Types (Cont…) Asset swaps
If one of the payment streams is funded with interest received from an asset, the swap and the asset as a whole are called an asset swap.
There is no change in the swap mechanism per se.
Strictly speaking we could also have liability swaps.
But this term is rarely used. Thus swaps used in conjunction with a liability
are merely referred to as interest rate swaps.
Types (Cont…) Term swap
A swap with an original maturity of more than two years is called a term swap.
Money market swap A swap with an original maturity of up to
one year is called a money market swap. Currency swap
It is a swap where each stream on interest is denominated in a different currency.
These swaps also involve an exchange of principal.
Terminology The counterparties to a swap are called
payers or receivers. In the case of a coupon swap, the party
paying on a fixed rate basis is said to be the `payer in the swap’ and the other counterparty is the `receiver in the swap’.
In the case of a basis swap we cannot use this convention since both the cash flow streams are based on floating rates.
Terminology (Cont…)
Thus it is a god practice in the case of basis swaps to describe each counterparty in terms of both the rate it pays as well as the rate it receives.
In the inter-bank swap market the terms buyer and seller are used in the case of coupon swaps. Buyers are payers and sellers are
receivers.
Terminology (Cont…) In most coupon swaps the 6M LIBOR is
the standard index for the floating rate. Thus these swaps can be defined purely
in terms of the fixed rate of interest. For example in the case of the Citibank-
HSBC swap, the price of the swap would have been quoted as 6% per annum, which is nothing but the fixed rate.
The price of a coupon swap is also called the swap rate.
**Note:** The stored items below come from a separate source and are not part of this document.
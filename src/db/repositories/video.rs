//! Video repository

use crate::config::DatabaseDriver;
use crate::db::pool::{mysql, sqlite};
use crate::db::DynDatabasePool;
use crate::models::{Video, VideoFilter};
use anyhow::{Context, Result};
use async_trait::async_trait;
use chrono::Utc;
use sqlx::{MySqlPool, Row, SqlitePool};
use std::sync::Arc;

use super::query::{bind_mysql, bind_sqlite, tags_from_json, tags_to_json, Filters, SqlValue};

const VIDEO_COLUMNS: &str = "id, title, youtube_id, url, description, channel, duration_seconds, tags, published, created_at, updated_at";

#[async_trait]
pub trait VideoRepository: Send + Sync {
    async fn create(&self, video: &Video) -> Result<Video>;
    async fn get_by_id(&self, id: i64) -> Result<Option<Video>>;
    async fn get_by_youtube_id(&self, youtube_id: &str) -> Result<Option<Video>>;
    async fn list(&self, filter: &VideoFilter, order_by: &str, offset: i64, limit: i64) -> Result<Vec<Video>>;
    async fn count(&self, filter: &VideoFilter) -> Result<i64>;
    async fn update(&self, video: &Video) -> Result<Video>;

    /// Delete a video after detaching its notes, in one transaction.
    /// Returns `None` when the video does not exist, otherwise the number
    /// of notes that were detached.
    async fn delete(&self, id: i64) -> Result<Option<u64>>;
}

pub struct SqlxVideoRepository {
    pool: DynDatabasePool,
}

impl SqlxVideoRepository {
    pub fn new(pool: DynDatabasePool) -> Self {
        Self { pool }
    }

    pub fn boxed(pool: DynDatabasePool) -> Arc<dyn VideoRepository> {
        Arc::new(Self::new(pool))
    }
}

#[async_trait]
impl VideoRepository for SqlxVideoRepository {
    async fn create(&self, video: &Video) -> Result<Video> {
        match self.pool.driver() {
            DatabaseDriver::Sqlite => create_video_sqlite(sqlite(&self.pool)?, video).await,
            DatabaseDriver::Mysql => create_video_mysql(mysql(&self.pool)?, video).await,
        }
    }

    async fn get_by_id(&self, id: i64) -> Result<Option<Video>> {
        match self.pool.driver() {
            DatabaseDriver::Sqlite => get_video_by_sqlite(sqlite(&self.pool)?, "id", id.into()).await,
            DatabaseDriver::Mysql => get_video_by_mysql(mysql(&self.pool)?, "id", id.into()).await,
        }
    }

    async fn get_by_youtube_id(&self, youtube_id: &str) -> Result<Option<Video>> {
        match self.pool.driver() {
            DatabaseDriver::Sqlite => {
                get_video_by_sqlite(sqlite(&self.pool)?, "youtube_id", youtube_id.into()).await
            }
            DatabaseDriver::Mysql => {
                get_video_by_mysql(mysql(&self.pool)?, "youtube_id", youtube_id.into()).await
            }
        }
    }

    async fn list(&self, filter: &VideoFilter, order_by: &str, offset: i64, limit: i64) -> Result<Vec<Video>> {
        let filters = video_filters(filter);
        let sql = format!(
            "SELECT {} FROM videos{} ORDER BY {} LIMIT ? OFFSET ?",
            VIDEO_COLUMNS,
            filters.where_sql(),
            order_by
        );
        match self.pool.driver() {
            DatabaseDriver::Sqlite => {
                let rows = bind_sqlite(sqlx::query(&sql), filters.values())
                    .bind(limit)
                    .bind(offset)
                    .fetch_all(sqlite(&self.pool)?)
                    .await
                    .context("Failed to list videos")?;
                rows.iter().map(row_to_video_sqlite).collect()
            }
            DatabaseDriver::Mysql => {
                let rows = bind_mysql(sqlx::query(&sql), filters.values())
                    .bind(limit)
                    .bind(offset)
                    .fetch_all(mysql(&self.pool)?)
                    .await
                    .context("Failed to list videos")?;
                rows.iter().map(row_to_video_mysql).collect()
            }
        }
    }

    async fn count(&self, filter: &VideoFilter) -> Result<i64> {
        let filters = video_filters(filter);
        let sql = format!("SELECT COUNT(*) as count FROM videos{}", filters.where_sql());
        let count: i64 = match self.pool.driver() {
            DatabaseDriver::Sqlite => bind_sqlite(sqlx::query(&sql), filters.values())
                .fetch_one(sqlite(&self.pool)?)
                .await
                .context("Failed to count videos")?
                .get("count"),
            DatabaseDriver::Mysql => bind_mysql(sqlx::query(&sql), filters.values())
                .fetch_one(mysql(&self.pool)?)
                .await
                .context("Failed to count videos")?
                .get("count"),
        };
        Ok(count)
    }

    async fn update(&self, video: &Video) -> Result<Video> {
        match self.pool.driver() {
            DatabaseDriver::Sqlite => update_video_sqlite(sqlite(&self.pool)?, video).await,
            DatabaseDriver::Mysql => update_video_mysql(mysql(&self.pool)?, video).await,
        }
    }

    async fn delete(&self, id: i64) -> Result<Option<u64>> {
        match self.pool.driver() {
            DatabaseDriver::Sqlite => delete_video_sqlite(sqlite(&self.pool)?, id).await,
            DatabaseDriver::Mysql => delete_video_mysql(mysql(&self.pool)?, id).await,
        }
    }
}

fn video_filters(filter: &VideoFilter) -> Filters {
    let mut filters = Filters::new();
    if let Some(published) = filter.published {
        filters.eq("published", published);
    }
    if let Some(tag) = &filter.tag {
        filters.has_tag("tags", tag);
    }
    if let Some(search) = &filter.search {
        filters.search(&["title", "description", "channel"], search);
    }
    filters
}

// ============================================================================
// SQLite implementations
// ============================================================================

async fn create_video_sqlite(pool: &SqlitePool, video: &Video) -> Result<Video> {
    let now = Utc::now();
    let result = sqlx::query(
        r#"
        INSERT INTO videos (title, youtube_id, url, description, channel, duration_seconds, tags, published, created_at, updated_at)
        VALUES (?, ?, ?, ?, ?, ?, ?, ?, ?, ?)
        "#,
    )
    .bind(&video.title)
    .bind(&video.youtube_id)
    .bind(&video.url)
    .bind(&video.description)
    .bind(&video.channel)
    .bind(video.duration_seconds)
    .bind(tags_to_json(&video.tags))
    .bind(video.published)
    .bind(now)
    .bind(now)
    .execute(pool)
    .await
    .context("Failed to create video")?;

    Ok(Video {
        id: result.last_insert_rowid(),
        created_at: now,
        updated_at: now,
        ..video.clone()
    })
}

async fn get_video_by_sqlite(pool: &SqlitePool, column: &str, value: SqlValue) -> Result<Option<Video>> {
    let sql = format!("SELECT {} FROM videos WHERE {} = ?", VIDEO_COLUMNS, column);
    let row = bind_sqlite(sqlx::query(&sql), &[value])
        .fetch_optional(pool)
        .await
        .context("Failed to get video")?;
    row.as_ref().map(row_to_video_sqlite).transpose()
}

async fn update_video_sqlite(pool: &SqlitePool, video: &Video) -> Result<Video> {
    sqlx::query(
        r#"
        UPDATE videos
        SET title = ?, youtube_id = ?, url = ?, description = ?, channel = ?, duration_seconds = ?, tags = ?, published = ?, updated_at = ?
        WHERE id = ?
        "#,
    )
    .bind(&video.title)
    .bind(&video.youtube_id)
    .bind(&video.url)
    .bind(&video.description)
    .bind(&video.channel)
    .bind(video.duration_seconds)
    .bind(tags_to_json(&video.tags))
    .bind(video.published)
    .bind(Utc::now())
    .bind(video.id)
    .execute(pool)
    .await
    .context("Failed to update video")?;

    get_video_by_sqlite(pool, "id", video.id.into())
        .await?
        .ok_or_else(|| anyhow::anyhow!("Video not found after update"))
}

async fn delete_video_sqlite(pool: &SqlitePool, id: i64) -> Result<Option<u64>> {
    let mut tx = pool.begin().await.context("Failed to begin transaction")?;

    let detached = sqlx::query("UPDATE study_notes SET video_id = NULL WHERE video_id = ?")
        .bind(id)
        .execute(&mut *tx)
        .await
        .context("Failed to detach notes")?
        .rows_affected();
    let deleted = sqlx::query("DELETE FROM videos WHERE id = ?")
        .bind(id)
        .execute(&mut *tx)
        .await
        .context("Failed to delete video")?
        .rows_affected();

    tx.commit().await.context("Failed to commit video delete")?;
    Ok((deleted > 0).then_some(detached))
}

fn row_to_video_sqlite(row: &sqlx::sqlite::SqliteRow) -> Result<Video> {
    let tags: String = row.get("tags");
    Ok(Video {
        id: row.get("id"),
        title: row.get("title"),
        youtube_id: row.get("youtube_id"),
        url: row.get("url"),
        description: row.get("description"),
        channel: row.get("channel"),
        duration_seconds: row.get("duration_seconds"),
        tags: tags_from_json(&tags),
        published: row.get("published"),
        created_at: row.get("created_at"),
        updated_at: row.get("updated_at"),
    })
}

// ============================================================================
// MySQL implementations
// ============================================================================

async fn create_video_mysql(pool: &MySqlPool, video: &Video) -> Result<Video> {
    let now = Utc::now();
    let result = sqlx::query(
        r#"
        INSERT INTO videos (title, youtube_id, url, description, channel, duration_seconds, tags, published, created_at, updated_at)
        VALUES (?, ?, ?, ?, ?, ?, ?, ?, ?, ?)
        "#,
    )
    .bind(&video.title)
    .bind(&video.youtube_id)
    .bind(&video.url)
    .bind(&video.description)
    .bind(&video.channel)
    .bind(video.duration_seconds)
    .bind(tags_to_json(&video.tags))
    .bind(video.published)
    .bind(now)
    .bind(now)
    .execute(pool)
    .await
    .context("Failed to create video")?;

    Ok(Video {
        id: result.last_insert_id() as i64,
        created_at: now,
        updated_at: now,
        ..video.clone()
    })
}

async fn get_video_by_mysql(pool: &MySqlPool, column: &str, value: SqlValue) -> Result<Option<Video>> {
    let sql = format!("SELECT {} FROM videos WHERE {} = ?", VIDEO_COLUMNS, column);
    let row = bind_mysql(sqlx::query(&sql), &[value])
        .fetch_optional(pool)
        .await
        .context("Failed to get video")?;
    row.as_ref().map(row_to_video_mysql).transpose()
}

async fn update_video_mysql(pool: &MySqlPool, video: &Video) -> Result<Video> {
    sqlx::query(
        r#"
        UPDATE videos
        SET title = ?, youtube_id = ?, url = ?, description = ?, channel = ?, duration_seconds = ?, tags = ?, published = ?, updated_at = ?
        WHERE id = ?
        "#,
    )
    .bind(&video.title)
    .bind(&video.youtube_id)
    .bind(&video.url)
    .bind(&video.description)
    .bind(&video.channel)
    .bind(video.duration_seconds)
    .bind(tags_to_json(&video.tags))
    .bind(video.published)
    .bind(Utc::now())
    .bind(video.id)
    .execute(pool)
    .await
    .context("Failed to update video")?;

    get_video_by_mysql(pool, "id", video.id.into())
        .await?
        .ok_or_else(|| anyhow::anyhow!("Video not found after update"))
}

async fn delete_video_mysql(pool: &MySqlPool, id: i64) -> Result<Option<u64>> {
    let mut tx = pool.begin().await.context("Failed to begin transaction")?;

    let detached = sqlx::query("UPDATE study_notes SET video_id = NULL WHERE video_id = ?")
        .bind(id)
        .execute(&mut *tx)
        .await
        .context("Failed to detach notes")?
        .rows_affected();
    let deleted = sqlx::query("DELETE FROM videos WHERE id = ?")
        .bind(id)
        .execute(&mut *tx)
        .await
        .context("Failed to delete video")?
        .rows_affected();

    tx.commit().await.context("Failed to commit video delete")?;
    Ok((deleted > 0).then_some(detached))
}

fn row_to_video_mysql(row: &sqlx::mysql::MySqlRow) -> Result<Video> {
    let tags: String = row.get("tags");
    Ok(Video {
        id: row.get("id"),
        title: row.get("title"),
        youtube_id: row.get("youtube_id"),
        url: row.get("url"),
        description: row.get("description"),
        channel: row.get("channel"),
        duration_seconds: row.get("duration_seconds"),
        tags: tags_from_json(&tags),
        published: row.get("published"),
        created_at: row.get("created_at"),
        updated_at: row.get("updated_at"),
    })
}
Terminology (Cont…) In most markets swap rates are quoted as
full percentage figures. Example in our case the rate was 6%. This is called an all-in price. However in certain inter-bank swap
markets, particularly the US dollar market, the convention of quoting the price on an all-in basis has been replaced by the convention of quoting the differential between the all-in rate and an accepted benchmark rate.
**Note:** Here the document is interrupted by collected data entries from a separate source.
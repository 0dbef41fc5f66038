//! Dashboard module API endpoints
//!
//! - GET /api/modules - List modules (`enabled`)
//! - POST /api/modules - Create module
//! - GET|PUT|PATCH|DELETE /api/modules/{id}
//! - POST /api/modules/{id}/toggle - Flip the enabled flag

use axum::{
    extract::State,
    routing::{get, post},
    Router,
};

use super::extract::{Actor, ApiJson, ApiPath, ApiQuery, Paging};
use super::middleware::{ApiResult, AppState};
use super::responses::{ApiResponse, Deleted};
use crate::models::{AppModule, CreateModuleInput, ModuleFilter, PagedResult, UpdateModuleInput};

pub fn router() -> Router<AppState> {
    Router::new()
        .route("/", get(list_modules).post(create_module))
        .route(
            "/{id}",
            get(get_module).put(update_module).patch(update_module).delete(delete_module),
        )
        .route("/{id}/toggle", post(toggle_module))
}

async fn list_modules(
    State(state): State<AppState>,
    Paging(params): Paging,
    ApiQuery(filter): ApiQuery<ModuleFilter>,
) -> ApiResult<ApiResponse<PagedResult<AppModule>>> {
    Ok(ApiResponse::ok(state.module_service.list(&filter, &params).await?))
}

async fn create_module(
    State(state): State<AppState>,
    actor: Actor,
    ApiJson(input): ApiJson<CreateModuleInput>,
) -> ApiResult<ApiResponse<AppModule>> {
    let module = state.module_service.create(input, actor.as_str()).await?;
    Ok(ApiResponse::created(module))
}

async fn get_module(
    State(state): State<AppState>,
    ApiPath(id): ApiPath<i64>,
) -> ApiResult<ApiResponse<AppModule>> {
    Ok(ApiResponse::ok(state.module_service.get(id).await?))
}

async fn update_module(
    State(state): State<AppState>,
    ApiPath(id): ApiPath<i64>,
    actor: Actor,
    ApiJson(input): ApiJson<UpdateModuleInput>,
) -> ApiResult<ApiResponse<AppModule>> {
    let module = state.module_service.update(id, input, actor.as_str()).await?;
    Ok(ApiResponse::ok(module))
}

async fn toggle_module(
    State(state): State<AppState>,
    ApiPath(id): ApiPath<i64>,
    actor: Actor,
) -> ApiResult<ApiResponse<AppModule>> {
    let module = state.module_service.toggle(id, actor.as_str()).await?;
    Ok(ApiResponse::ok(module))
}

async fn delete_module(
    State(state): State<AppState>,
    ApiPath(id): ApiPath<i64>,
    actor: Actor,
) -> ApiResult<ApiResponse<Deleted>> {
    state.module_service.delete(id, actor.as_str()).await?;
    Ok(ApiResponse::ok(Deleted::new(id)))
}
Terminology (Cont…) The benchmark rate is usually the rate on the
government bond with a remaining period to maturity closest to that of the swap.
The difference between the all-in price and the benchmark rate is called the swap spread..
For instance assume that the all-in price is 5.5% for a 5 year swap and that 5 year T-notes are yielding 5.3% per annum.
The swap price will be quoted as 20 basis points.
Terminology (Cont…) The trade date or the fixing date is the date
on which the terms are agreed upon. The following terms have to be agreed upon
The maturity The swap rate The floating rate index The payment frequency The notional principal
On this date the counterparties contractually commit themselves to the transaction.
Terminology (Cont…)
The value date is the date on which the interest payments start to accrue.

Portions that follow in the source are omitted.